→ Provided records:
######
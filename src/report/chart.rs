// SPDX-License-Identifier: MIT
// SPDX-FileCopyrightText: 2025 Jonathan D. A. Jewell <hyperpolymath>

//! SVG bar chart of scores

use plotters::prelude::*;
use std::path::Path;
use tracing::info;

use super::{require_file_name, require_scores};
use crate::scores::{AnalyzeResult, SortOrder};
use crate::{PerspectiveError, Result};

pub const DEFAULT_TITLE: &str = "Perspective API result";

const SIZE: (u32, u32) = (1200, 480);

fn chart_error<E: std::fmt::Display>(e: E) -> PerspectiveError {
    PerspectiveError::Chart(e.to_string())
}

/// Draw a horizontal bar chart, lowest score at the bottom, and write it to
/// `path` as SVG
pub fn save_chart(scores: &AnalyzeResult, path: &Path, title: Option<&str>, grid_lines: bool) -> Result<()> {
    require_file_name(path)?;
    require_scores(scores)?;

    let rows = scores.sorted(SortOrder::Ascending);
    let names: Vec<String> = rows.iter().map(|s| s.attribute.display_name()).collect();
    let title = title.filter(|t| !t.trim().is_empty()).unwrap_or(DEFAULT_TITLE);
    let label_width = names.iter().map(|n| n.len()).max().unwrap_or(0) as u32 * 8 + 20;

    let root = SVGBackend::new(path, SIZE).into_drawing_area();
    root.fill(&WHITE).map_err(chart_error)?;

    let mut chart = ChartBuilder::on(&root)
        .caption(title, ("sans-serif", 26))
        .margin(15)
        .x_label_area_size(50)
        .y_label_area_size(label_width)
        .build_cartesian_2d(0f64..100f64, (0..rows.len() as i32).into_segmented())
        .map_err(chart_error)?;

    let label_for = |v: &SegmentValue<i32>| match v {
        SegmentValue::CenterOf(i) => names.get(*i as usize).cloned().unwrap_or_default(),
        _ => String::new(),
    };

    let mut mesh = chart.configure_mesh();
    mesh.x_desc("Score values %")
        .y_desc("Attributes")
        .x_labels(11)
        .y_labels(rows.len())
        .y_label_formatter(&label_for);
    if !grid_lines {
        mesh.disable_mesh();
    }
    mesh.draw().map_err(chart_error)?;

    chart
        .draw_series(rows.iter().enumerate().map(|(i, s)| {
            let i = i as i32;
            let mut bar = Rectangle::new(
                [(0.0, SegmentValue::Exact(i)), (s.value, SegmentValue::Exact(i + 1))],
                BLUE.mix(0.7).filled(),
            );
            bar.set_margin(4, 4, 0, 0);
            bar
        }))
        .map_err(chart_error)?;

    chart
        .draw_series(rows.iter().enumerate().map(|(i, s)| {
            Text::new(
                format!("{:.1}", s.value),
                (s.value + 0.5, SegmentValue::CenterOf(i as i32)),
                ("sans-serif", 14.0).into_font(),
            )
        }))
        .map_err(chart_error)?;

    root.present().map_err(chart_error)?;
    info!("Chart saved to {}", path.display());
    Ok(())
}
######
→ Description of the task: Reproduce only the lines above, starting at the line with "write it to" and ending at the line with "let mut chart = ChartBuilder::on(&root)", exactly as written.

→ Solved problem:
/// Draw a horizontal bar chart, lowest score at the bottom, and write it to
/// `path` as SVG
pub fn save_chart(scores: &AnalyzeResult, path: &Path, title: Option<&str>, grid_lines: bool) -> Result<()> {
    require_file_name(path)?;
    require_scores(scores)?;

    let rows = scores.sorted(SortOrder::Ascending);
    let names: Vec<String> = rows.iter().map(|s| s.attribute.display_name()).collect();
    let title = title.filter(|t| !t.trim().is_empty()).unwrap_or(DEFAULT_TITLE);
    let label_width = names.iter().map(|n| n.len()).max().unwrap_or(0) as u32 * 8 + 20;

    let root = SVGBackend::new(path, SIZE).into_drawing_area();
    root.fill(&WHITE).map_err(chart_error)?;

    let mut chart = ChartBuilder::on(&root)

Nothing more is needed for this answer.